I Finca Better Go: Knowing When to Re-route a Journey
by Aliyya Swaby:
I had wanted to WWOOF (World Wide Opportunities on Organic Farms) since I had decided early sophomore year that I was not going to go for a traditional internship or job this summer. With its network of free or cheap hosting options on different farms, WWOOFing seemed like the best way to travel for an urbanite looking for something a little different.
I had a week of unscheduled time during my travels through Ecuador, so I signed up on WWOOF Ecuador’s site and contacted as many host farms as possible. Options ranged from rainforest oases in the east to coastal eco-lodges and reserves, each including gorgeous descriptions that made my heart race in excitement.
But the only farm that gave me a definite response was Finca Vrindavan, a small Vedic orchid farm just outside Baños, a few hours southeast of Quito. “You are very welcome to us whenever you are around,” wrote someone named Madhu mangala das “(or Patrick)” in a cheery e-mail. The farm’s website showed photos of smiling people in the midst of a variety of actions: sitting in hammocks, doing pottery, holding paintbrushes, standing amongst plants, climbing wooden structures, even doing yoga.

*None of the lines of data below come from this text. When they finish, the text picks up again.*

//! MCP transport layer implementations
//!
//! ## Available Transports
//!
//! - **Stdio**: newline-delimited JSON over a child process's stdin/stdout
//! - **SSE**: the HTTP+SSE transport, server events on a long-lived GET
//!   stream and client messages POSTed to the announced endpoint
//!
//! Transports take `&self` and lock their read and write halves
//! separately, so the client's background receiver can sit in `receive`
//! while requests are being sent.

pub mod sse;
pub mod stdio;

pub use sse::{SseDecoder, SseEvent, SseTransport};
pub use stdio::StdioTransport;

use super::error::McpError;
use super::protocol::McpMessage;
use async_trait::async_trait;

/// Transport trait for MCP communication
#[async_trait]
pub trait McpTransport: Send + Sync {
    /// Send a message
    async fn send(&self, message: McpMessage) -> Result<(), McpError>;

    /// Receive the next message
    async fn receive(&self) -> Result<McpMessage, McpError>;

    /// Close the transport
    async fn close(&self) -> Result<(), McpError>;

    /// Check if the transport is connected
    fn is_connected(&self) -> bool;
}
//! Model Context Protocol (MCP) support
//!
//! Client side of MCP: JSON-RPC message types, the stdio and HTTP+SSE
//! transports, a request/response client and the toolset that turns a
//! server's tools into agent tools.

pub mod client;
pub mod connection;
pub mod error;
pub mod protocol;
pub mod toolset;
pub mod transport;
pub mod types;

pub use client::McpClient;
pub use connection::{ConnectionParams, SseServerParams, StdioServerParameters};
pub use error::McpError;
pub use protocol::{McpMessage, McpNotification, McpRequest, McpResponse, McpRpcError, RequestId};
pub use toolset::McpToolset;
pub use transport::{McpTransport, SseTransport, StdioTransport};
pub use types::{McpContent, McpServerInfo, McpTool, McpToolResult};
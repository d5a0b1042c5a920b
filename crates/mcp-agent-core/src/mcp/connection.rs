//! MCP server connection parameters

use serde::{Deserialize, Serialize};
use std::collections::HashMap;
use std::fmt;
use std::time::Duration;

fn default_timeout() -> Duration {
    Duration::from_secs(5)
}

fn default_sse_read_timeout() -> Duration {
    Duration::from_secs(300)
}

/// How to reach an MCP server
#[derive(Debug, Clone, PartialEq, Serialize, Deserialize)]
#[serde(tag = "transport", rename_all = "lowercase")]
pub enum ConnectionParams {
    /// Launch the server as a subprocess and talk over its stdin/stdout
    Stdio(StdioServerParameters),
    /// Connect to a running server over HTTP+SSE
    Sse(SseServerParams),
}

impl ConnectionParams {
    /// Short label used in progress messages
    pub fn transport_label(&self) -> &'static str {
        match self {
            Self::Stdio(_) => "stdio",
            Self::Sse(_) => "SSE",
        }
    }
}

impl fmt::Display for ConnectionParams {
    fn fmt(&self, f: &mut fmt::Formatter<'_>) -> fmt::Result {
        match self {
            Self::Stdio(params) => {
                write!(f, "{}", params.command)?;
                for arg in &params.args {
                    write!(f, " {}", arg)?;
                }
                Ok(())
            }
            Self::Sse(params) => write!(f, "{}", params.url),
        }
    }
}

impl From<StdioServerParameters> for ConnectionParams {
    fn from(params: StdioServerParameters) -> Self {
        Self::Stdio(params)
    }
}

impl From<SseServerParams> for ConnectionParams {
    fn from(params: SseServerParams) -> Self {
        Self::Sse(params)
    }
}

/// Subprocess command line for a stdio server
#[derive(Debug, Clone, PartialEq, Serialize, Deserialize)]
pub struct StdioServerParameters {
    pub command: String,
    #[serde(default)]
    pub args: Vec<String>,
    /// Extra environment variables for the child process
    #[serde(default)]
    pub env: HashMap<String, String>,
}

impl StdioServerParameters {
    pub fn new(command: impl Into<String>) -> Self {
        Self {
            command: command.into(),
            args: Vec::new(),
            env: HashMap::new(),
        }
    }

    pub fn with_args<I, S>(mut self, args: I) -> Self
    where
        I: IntoIterator<Item = S>,
        S: Into<String>,
    {
        self.args = args.into_iter().map(Into::into).collect();
        self
    }

    pub fn with_env(mut self, key: impl Into<String>, value: impl Into<String>) -> Self {
        self.env.insert(key.into(), value.into());
        self
    }
}

/// Endpoint and timeouts for an HTTP+SSE server
#[derive(Debug, Clone, PartialEq, Serialize, Deserialize)]
pub struct SseServerParams {
    pub url: String,
    #[serde(default)]
    pub headers: HashMap<String, String>,
    /// Connect, endpoint-discovery and POST timeout
    #[serde(
        rename = "timeout_secs",
        with = "duration_secs",
        default = "default_timeout"
    )]
    pub timeout: Duration,
    /// Longest silence tolerated on the event stream
    #[serde(
        rename = "sse_read_timeout_secs",
        with = "duration_secs",
        default = "default_sse_read_timeout"
    )]
    pub sse_read_timeout: Duration,
}

impl SseServerParams {
    pub fn new(url: impl Into<String>) -> Self {
        Self {
            url: url.into(),
            headers: HashMap::new(),
            timeout: default_timeout(),
            sse_read_timeout: default_sse_read_timeout(),
        }
    }

    pub fn with_header(mut self, key: impl Into<String>, value: impl Into<String>) -> Self {
        self.headers.insert(key.into(), value.into());
        self
    }

    pub fn with_timeout(mut self, timeout: Duration) -> Self {
        self.timeout = timeout;
        self
    }

    pub fn with_sse_read_timeout(mut self, timeout: Duration) -> Self {
        self.sse_read_timeout = timeout;
        self
    }
}

mod duration_secs {
    use serde::{Deserialize, Deserializer, Serializer};
    use std::time::Duration;

    pub fn serialize<S: Serializer>(duration: &Duration, serializer: S) -> Result<S::Ok, S::Error> {
        serializer.serialize_f64(duration.as_secs_f64())
    }

    pub fn deserialize<'de, D: Deserializer<'de>>(deserializer: D) -> Result<Duration, D::Error> {
        let secs = f64::deserialize(deserializer)?;
        Duration::try_from_secs_f64(secs).map_err(serde::de::Error::custom)
    }
}

#[cfg(test)]
mod tests {
    use super::*;
    use serde_json::json;

    #[test]
    fn test_stdio_from_config_json() {
        let params: ConnectionParams = serde_json::from_value(json!({
            "transport": "stdio",
            "command": "python",
            "args": ["-m", "mcp_server_calculator"]
        }))
        .unwrap();

        assert_eq!(
            params,
            ConnectionParams::Stdio(
                StdioServerParameters::new("python").with_args(["-m", "mcp_server_calculator"])
            )
        );
        assert_eq!(params.to_string(), "python -m mcp_server_calculator");
        assert_eq!(params.transport_label(), "stdio");
    }

    #[test]
    fn test_sse_defaults() {
        let params: ConnectionParams = serde_json::from_value(json!({
            "transport": "sse",
            "url": "http://localhost:8000/sse"
        }))
        .unwrap();

        match params {
            ConnectionParams::Sse(sse) => {
                assert_eq!(sse.timeout, Duration::from_secs(5));
                assert_eq!(sse.sse_read_timeout, Duration::from_secs(300));
                assert!(sse.headers.is_empty());
            }
            other => panic!("expected SSE params, got {:?}", other),
        }
    }

    #[test]
    fn test_sse_timeouts_in_seconds() {
        let params: SseServerParams = serde_json::from_value(json!({
            "url": "http://localhost:8000/sse",
            "headers": {"Authorization": "Bearer t"},
            "timeout_secs": 2.5,
            "sse_read_timeout_secs": 60
        }))
        .unwrap();

        assert_eq!(params.timeout, Duration::from_millis(2500));
        assert_eq!(params.sse_read_timeout, Duration::from_secs(60));

        let value = serde_json::to_value(&params).unwrap();
        assert_eq!(value["timeout_secs"], 2.5);
    }

    #[test]
    fn test_unknown_transport_rejected() {
        let result: Result<ConnectionParams, _> =
            serde_json::from_value(json!({"transport": "websocket", "url": "ws://x"}));
        assert!(result.is_err());
    }
}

I wanted to be one of those smiling people—I was sold. So I hopped on a bus on July 30th and arrived at the farm the next day, catching a camioneta or truck from the nearest town. The premises looked even more beautiful than on the website, with lush mountains visible in the background and a river audible from anywhere on the property. In the building up the road, there were people practicing yoga and two puppies chased each other and yipped happily. Picture perfect.
“Hare Krishna,” a young man greeted me happily at the entrance as I walked up with my giant hiking pack.
“Ummm…hola,” I replied in awe.
“Chocolate?” he asked, still smiling. I nodded speechlessly and he handed me a cup filled with brown liquid. The hot chocolate tasted different, almost earthy, and I could already feel my spirituality increasing.
There was a large tour group from Quito staying for the day and I mingled with them, even going on a relaxing two-hour hike on a trail on the property.
“Sweet!” I thought. “Yoga breaks, hikes along a babbling river, puppies? What more could a gal need?” But then everything went downhill.
The tour group left for Quito on Sunday and I was left with four volunteers — a couple and two men, a younger one named Vida and an older one named Krishna. The first sign of trouble was the fact that the older man kept leering at me. I would take a bite of food or finish petting the puppies and look up to see his eyes fixated on my chest, his tiny mouth grinning behind unruly gray stubble. But it was OK—the others were there, nothing would happen and I was determined to learn how to plant orchids.
But then the couple announced on Monday that they, too, were heading to Quito. Something to do with getting visas sorted out. I was a bit more worried at this point and decided to shorten my trip—to leave on Wednesday instead of Friday as I’d planned. Before leaving, the man in the couple, named Yajña, gave me and Vida an enormous list of tasks, including cutting down some banana trees in the back of the property and weeding the bed of aloe vera.
Soon after they left it started to rain and Vida gave up the idea of working for the day. Instead he told me stories about past volunteers who had come to the farm and hated it, told me that no one in charge really cared about taking care of the farm, and told me that he wouldn’t blame me for leaving early either. And just as I was starting to feel comfortable with this querulous companion, he, too, made a pass at me. (“You’re young and you’re nice. You should have expected us to be attracted to you,” he explained simply when I protested.) I knew my time at the farm was over.
That night, I asked if I could change rooms, to sleep in a different building from the two men. And on Tuesday morning, I packed quickly and announced that I was leaving for Quito within the hour.
Throughout my travels this summer, I’ve prided myself on rarely taking the easy way out. I’ve taken 10-hour bus rides in the dead of night, hiked through the rainforest till my feet burned, stayed in questionable residences when necessary. But I realized that more important than pushing through difficult situations is knowing when to leave a potentially dangerous or even just uncomfortable one. It’s always important to weigh one’s options: in this case, I decided that my desire to not be violated completely overpowered my desire to plant flowers. For me, the choice was easy.